The chemo will be working to shrink his tumor, which is currently very close to a large blood vessel that supplies his intestines, making surgery risky. After two rounds of the chemo regimen he will have imaging done to see how the tumor is responding to treatment. If it's responding well then he will have another two rounds of treatment. At that point they will take another look at the tumor and either recommend surgery or another two rounds of treatment. The max is usually six rounds, due to the intensity of side effects. Levi may not even be able to endure more than four rounds, depending on how he's tolerating them. 

The chemo should also work to treat the cancer on his lung, which will be monitored alongside the tumor shrinkage. Once the tumor is removed, the doctor will decide what's next. It's hard to estimate a timeline on all of this, but the best case scenario we can figure out at the moment is that he'll be through the chemo and surgery/recovery by about February.

The current plan is to do the first round of chemo in Houston so we can start next week (before we can get in to see the OKC oncologist).
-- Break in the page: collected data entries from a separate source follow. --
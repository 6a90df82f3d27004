use num_complex::Complex;
use rustfft::{Fft, FftPlanner};
use std::f32::consts::PI;
use std::sync::Arc;

/// Magnitude spectrum of a single analysis frame.
///
/// Implementations return the first `size() / 2` bins. Frames shorter than
/// `size()` are treated as zero-padded.
pub trait FrameTransform {
    fn size(&self) -> usize;
    fn magnitude(&self, frame: &[f32]) -> Vec<f32>;
}

/// Hann window of length `n`
pub fn hann_window(n: usize) -> Vec<f32> {
    if n < 2 {
        return vec![1.0; n];
    }
    (0..n)
        .map(|i| 0.5 * (1.0 - ((2.0 * PI * i as f32) / (n as f32 - 1.0)).cos()))
        .collect()
}

/// Iterative radix-2 Cooley-Tukey transform with precomputed tables.
#[derive(Clone, Debug)]
pub struct Radix2Fft {
    n: usize,
    rev: Vec<usize>,
    twiddles: Vec<Complex<f32>>,
}

impl Radix2Fft {
    /// Panics if `n` is not a power of two.
    pub fn new(n: usize) -> Self {
        assert!(n.is_power_of_two(), "FFT size must be a power of two, got {}", n);

        let mut rev = vec![0usize; n];
        let mut j = 0usize;
        for slot in rev.iter_mut() {
            *slot = j;
            let mut bit = n >> 1;
            while bit > 0 && j & bit != 0 {
                j ^= bit;
                bit >>= 1;
            }
            j |= bit;
        }

        let twiddles = (0..n / 2)
            .map(|k| {
                let angle = -2.0 * PI * k as f32 / n as f32;
                Complex::new(angle.cos(), angle.sin())
            })
            .collect();

        Radix2Fft { n, rev, twiddles }
    }

    /// Full complex spectrum, in place over a bit-reversed copy of `frame`.
    pub fn spectrum(&self, frame: &[f32]) -> Vec<Complex<f32>> {
        let n = self.n;
        let mut buf: Vec<Complex<f32>> = self
            .rev
            .iter()
            .map(|&r| Complex::new(frame.get(r).copied().unwrap_or(0.0), 0.0))
            .collect();

        let mut m = 2;
        while m <= n {
            let half = m / 2;
            let step = n / m;
            for k in (0..n).step_by(m) {
                for j in 0..half {
                    let t = self.twiddles[j * step] * buf[k + j + half];
                    let u = buf[k + j];
                    buf[k + j] = u + t;
                    buf[k + j + half] = u - t;
                }
            }
            m <<= 1;
        }

        buf
    }
}

impl FrameTransform for Radix2Fft {
    fn size(&self) -> usize {
        self.n
    }

    fn magnitude(&self, frame: &[f32]) -> Vec<f32> {
        self.spectrum(frame)[..self.n / 2]
            .iter()
            .map(|c| c.norm())
            .collect()
    }
}

/// Same contract as [`Radix2Fft`], backed by a `rustfft` plan.
pub struct PlannedFft {
    n: usize,
    fft: Arc<dyn Fft<f32>>,
}

impl PlannedFft {
    pub fn new(n: usize) -> Self {
        let mut planner = FftPlanner::new();
        let fft = planner.plan_fft_forward(n);
        PlannedFft { n, fft }
    }
}

impl FrameTransform for PlannedFft {
    fn size(&self) -> usize {
        self.n
    }

    fn magnitude(&self, frame: &[f32]) -> Vec<f32> {
        let mut buffer: Vec<Complex<f32>> = (0..self.n)
            .map(|i| Complex::new(frame.get(i).copied().unwrap_or(0.0), 0.0))
            .collect();
        self.fft.process(&mut buffer);
        buffer[..self.n / 2].iter().map(|c| c.norm()).collect()
    }
}

#[cfg(test)]
mod tests {
    use super::*;

    #[test]
    fn test_hann_window_endpoints() {
        let w = hann_window(1024);
        assert!(w[0].abs() < 1e-6);
        assert!(w[1023].abs() < 1e-6);
        assert!(w.iter().all(|&v| (0.0..=1.0).contains(&v)));
    }

    #[test]
    fn test_impulse_has_flat_spectrum() {
        let fft = Radix2Fft::new(64);
        let mut frame = vec![0.0; 64];
        frame[0] = 1.0;
        let mag = fft.magnitude(&frame);
        assert_eq!(mag.len(), 32);
        assert!(mag.iter().all(|&m| (m - 1.0).abs() < 1e-5));
    }

    #[test]
    fn test_sine_peaks_at_its_bin() {
        let n = 1024;
        let fft = Radix2Fft::new(n);
        let frame: Vec<f32> = (0..n)
            .map(|i| (2.0 * PI * 37.0 * i as f32 / n as f32).sin())
            .collect();
        let mag = fft.magnitude(&frame);
        let peak = mag
            .iter()
            .enumerate()
            .max_by(|a, b| a.1.partial_cmp(b.1).unwrap())
            .map(|(i, _)| i)
            .unwrap();
        assert_eq!(peak, 37);
        assert!((mag[37] - n as f32 / 2.0).abs() < 0.5);
    }

    #[test]
    fn test_matches_rustfft() {
        let n = 256;
        let frame: Vec<f32> = (0..n).map(|i| ((i * 7919) % 97) as f32 / 97.0 - 0.5).collect();
        let ours = Radix2Fft::new(n).magnitude(&frame);
        let theirs = PlannedFft::new(n).magnitude(&frame);
        for (a, b) in ours.iter().zip(theirs.iter()) {
            assert!((a - b).abs() < 1e-3, "{} vs {}", a, b);
        }
    }

    #[test]
    fn test_short_frame_is_zero_padded() {
        let fft = Radix2Fft::new(16);
        let short = fft.magnitude(&[1.0, 0.5]);
        let padded = fft.magnitude(&[1.0, 0.5, 0.0, 0.0, 0.0, 0.0, 0.0, 0.0, 0.0, 0.0, 0.0, 0.0, 0.0, 0.0, 0.0, 0.0]);
        assert_eq!(short, padded);
    }

    #[test]
    #[should_panic]
    fn test_rejects_non_power_of_two() {
        Radix2Fft::new(1000);
    }
}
Then future treatments will be done at home, making this easier on all of us. 

While the doctor may not be able to cure Levi, we know God can. Pray with us that He will. 


The "before" picture. We were very glad to finally be at the appointment we've been waiting for. I didn't capture the after, but it's safe to say it wouldn't have been as happy.

The complicated treatment plan reduced to notes on an exam table.

Wednesday, September 18, 2019

Cancer's 5-Letter Word: CHEMO

We saw the endocrinologist today. Honestly, we were surprised by how much we learned. We expected to get some blood drawn and be told that she'd evaluate his hormone levels to see if they needed altering, and we would go on down the road. Instead, we got a big dose of reality.

Almost immediately, the doctor prescribed Cancer Drug #1: Mitotane. Mitotane is a pill form of chemo that specifically targets the adrenal glands. It's used in conjunction with regular chemo (or some other type of systemic cancer treatment), and it affects both cancerous and healthy cells. That means that both of Levi's adrenal glands will be affected, not just the cancerous one.

Adrenal glands mainly produce 4 hormones: aldosterone, testosterone, epinephrine, & cortisol. The cortisol, in particular, is responsible for maintaining many life-critical functions such as blood pressure, blood sugar, and metabolism. When Levi starts taking Mitotane, it will basically try to kill the adrenal glands, which will tank his hormone levels. Therefore, he will also have to take hydrocortisone to replace the mission-critical cortisol. After all this is over, he may have to take hormone replacements for the rest of his life, depending on the level of damage to his healthy remaining adrenal gland.

Tomorrow we meet with the oncologist to get a plan for the systemic treatment (likely regular chemo, according to the endocrinologist). The chemo + Mitotane will work to shrink Levi's very large tumor prior to surgery in order to ensure a more successful removal. We don't yet have an expected timeline for shrinkage and surgery, as it's dependent upon the cancer's responsiveness to treatment. We're hoping the oncologist can shed some additional light on a ballpark timeline.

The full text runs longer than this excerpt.